Le Carrosse d’or (1953) s’ouvre sur une scène de théâtre déserte. Le rideau laisse doucement la caméra avancer, il s’écarte et dans l’ouverture qui apparaît prend place l’histoire : au Pérou au XVIIIe siècle, une troupe de la commedia dell’arte tout droit arrivée d’Italie vient divertir dans une colonie espagnole le peuple autochtone, les familles de colons européens et accessoirement le vice-roi d’Espagne. Après un lent zoom la caméra voit apparaître les personnages dans le cadre et les planches commencent à bouger sous leurs pieds. L’immobilité de l’ouverture ne dure pas et ces premières images du Carrosse d’or cessent de n’être qu’un instant de théâtre dès lors que la caméra de Jean Renoir décide de suivre les hommes et les femmes qui s’activent dans le décor. Dans un environnement de studio, on restera toujours avec eux en équilibre sur la fine frontière qui sépare théâtre et cinéma mais sans jamais cesser de nous y promener. À l’image du personnage de Camilla (l’explosive Anna Magnani) le film entier à la bougeotte et alors qu’il y a quelques semaines Vous n’avez encore rien vu d’Alain Resnais nous proposait les sièges trop confortables d’une salle glaciale, les murs du théâtre de Jean Renoir ne cessent de vibrer. En dehors de la scène et tout autour d’elle on joue fort de la musique, on crie, on se déchire.

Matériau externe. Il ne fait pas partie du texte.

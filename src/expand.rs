//! Multi-value row expansion.
//!
//! Several NCBI gene columns hold `|`-delimited value lists (`chromosome`,
//! `Synonyms`, `dbXrefs`). `expand_rows` turns one row holding N delimited
//! values into N rows holding one value each. The operation is generic over
//! the record type so the same primitive serves the chromosome, synonym,
//! and cross-reference fields.

/// Expand a delimited field into one row per value.
///
/// `value` selects the field to expand; rows where it returns `None` are
/// dropped entirely. `assign` writes a single value back into a copy of the
/// row. With `keep` set, a row whose field held more than one value also
/// emits the original combined value as its own row, ahead of the split
/// copies; a field holding exactly one value is never duplicated.
///
/// All other fields are copied unchanged and output rows stay grouped by
/// the row they were expanded from.
pub fn expand_rows<R, V, A>(rows: Vec<R>, value: V, assign: A, sep: &str, keep: bool) -> Vec<R>
where
    R: Clone,
    V: Fn(&R) -> Option<&str>,
    A: Fn(&mut R, String),
{
    let mut expanded = Vec::with_capacity(rows.len());
    for row in rows {
        let parts: Vec<String> = match value(&row) {
            Some(field) => field.split(sep).map(str::to_string).collect(),
            None => continue,
        };
        if keep && parts.len() > 1 {
            expanded.push(row.clone());
        }
        for part in parts {
            let mut split_row = row.clone();
            assign(&mut split_row, part);
            expanded.push(split_row);
        }
    }
    expanded
}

La ressortie en salles, dans sa version audio originale, du film qui vit en 1953 Jean Renoir revenir en Europe – Le Carrosse d’or a été tourné en prise directe en anglais – se fait dans une copie restaurée rendant plus flamboyantes encore les couleurs originales. Étrangement on se demande dès les premiers plans si le numérique fait bon ménage avec le Technicolor tant la netteté des images associée à leurs tons sur-contrastés donnent au film après toutes ces années, un aspect visuel plus « kitsch » que théâtral. Vous n’avez encore rien vu usait du numérique et des écrans verts pour tout geler dans le cadre alors que cette restauration du Carrosse d’or, baroque, voit les planches de sa scène brûler jusqu’à n’en laisser que des cendres – quand à mi-film on quitte le théâtre pour d’autres décors on laisse aussi avec lui ses couleurs.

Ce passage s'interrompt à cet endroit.